11.7.2 Problems with species identification

Lack of species-specific data collection forces fishery managers to use aggregated shark data in their analyses. This can lead to mismanagement because of the large variation in life history patterns exhibited by individual shark species. The lack of species-specific reporting is a global epidemic in shark fishery management. According to the United Nations Food and Agriculture Organization (FAO) records, in 1966 15.8% of reported world shark and ray landings were identified to species level, 30.9% to genus and 53.7% to order (Shotton, 1999). Thirty years later, only 8.8% of the world catch was reported to species level, 18.4% to genus and 55.3% to order. Six entire FAO reporting regions, the Atlantic West Central, Eastern Indian Ocean, North Eastern Pacific, Eastern Central Pacific, Western Central Pacific and Southwestern Pacific, did not report any catches to species level in 1996 and the six countries that lead the world in reported chondrichthyan landings (Indonesia, India, U.S.A., Pakistan, Mexico and Taiwan) did not report any catch at the species level. Of those, only the U.S.A. reported at the genus level.

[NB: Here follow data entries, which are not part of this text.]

//! Schema inference from the FeatureCollection envelope and its first
//! feature.
//!
//! The envelope is strict: `type` must come first and be
//! `FeatureCollection`, an optional `crs` may follow, and the next member
//! must be `features`. The column list is derived from the first feature
//! alone; later features with extra properties lose them, later features
//! with fewer properties get nulls.

use super::{ParseContext, crs::parse_crs, parse_feature};
use crate::{ColumnSpec, GeoJsonError, GeoValue, SqlType, TableSchema};
use anyhow::Result;
use geotable_core::byte_iterator::{
	ByteIterator, expect_char, expect_object_key, parse_next_entry, parse_object_key, parse_quoted_json_string,
};
use geotable_derive::context;
use log::warn;

/// Name of the geometry column every inferred schema starts with.
pub const GEOMETRY_COLUMN: &str = "THE_GEOM";

/// Parses the envelope up to and including the `features` key, so the
/// cursor stops right before the feature array's `[`.
#[context("while parsing the FeatureCollection envelope")]
pub(crate) fn parse_envelope(iter: &mut ByteIterator, ctx: &mut ParseContext) -> Result<()> {
	expect_char(iter, b'{')?;
	iter.skip_whitespace();
	expect_object_key(iter, "type")?;
	let marker = parse_quoted_json_string(iter)?;
	if !marker.eq_ignore_ascii_case("FeatureCollection") {
		return Err(GeoJsonError::malformed("FeatureCollection", marker).into());
	}

	loop {
		if !parse_next_entry(iter, b'}')? {
			return Err(GeoJsonError::malformed("features", "end of object").into());
		}
		let key = parse_object_key(iter)?;
		match key.to_ascii_lowercase().as_str() {
			"crs" => ctx.srid = parse_crs(iter)?,
			"features" => return Ok(()),
			_ => return Err(GeoJsonError::malformed("features", key).into()),
		}
	}
}

/// Derives the table schema from the first feature of the file.
///
/// The geometry column comes first, typed with the first feature's
/// geometry kind and the envelope's SRID. When the first feature carries
/// no mappable properties, a sequential `ID INT PRIMARY KEY` column is
/// generated instead.
#[context("while inferring the table schema")]
pub fn infer_schema(iter: &mut ByteIterator, ctx: &mut ParseContext) -> Result<TableSchema> {
	parse_envelope(iter, ctx)?;
	expect_char(iter, b'[')?;
	iter.skip_whitespace();
	if iter.expect_peeked_byte()? == b']' {
		return Err(GeoJsonError::NoGeometry.into());
	}

	let feature = parse_feature(iter, ctx)?;
	let Some(geometry) = feature.geometry else {
		return Err(GeoJsonError::NoGeometry.into());
	};

	let mut columns = vec![ColumnSpec::new(
		GEOMETRY_COLUMN,
		SqlType::Geometry {
			type_token: geometry.sql_token().to_string(),
			srid: ctx.srid,
		},
	)];
	ctx.record_geometry(&geometry);

	for (name, value) in feature.properties.unwrap_or_default() {
		let sql_type = match value {
			Some(GeoValue::String(_) | GeoValue::Null) => SqlType::Varchar,
			Some(GeoValue::Bool(_)) => SqlType::Boolean,
			Some(GeoValue::Double(_)) => SqlType::Double,
			Some(GeoValue::Int(_)) => SqlType::Int,
			None => {
				warn!("property '{name}' has no column type, skipping it");
				continue;
			}
		};
		columns.push(ColumnSpec::new(name.to_uppercase(), sql_type));
	}

	if columns.len() == 1 {
		columns.push(ColumnSpec::new("ID", SqlType::Int).primary_key());
		ctx.synthetic_id = true;
	}

	Ok(TableSchema::new(columns))
}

11.7.3 Materials used for species identification

Prior to the start of a shark fishery or as soon as possible after its start some type of species identification reference guide should be made available to fishers, observers, fish marketers and any others who will be responsible for recording catch or landing data. Identification guides vary in complexity based on the diversity of species present or captured in a region, the difficulty in distinguishing similar species, the level of education or training of the intended audience and the resources available to the author producing the guide. Section 3 provides a list of some regional identification guides.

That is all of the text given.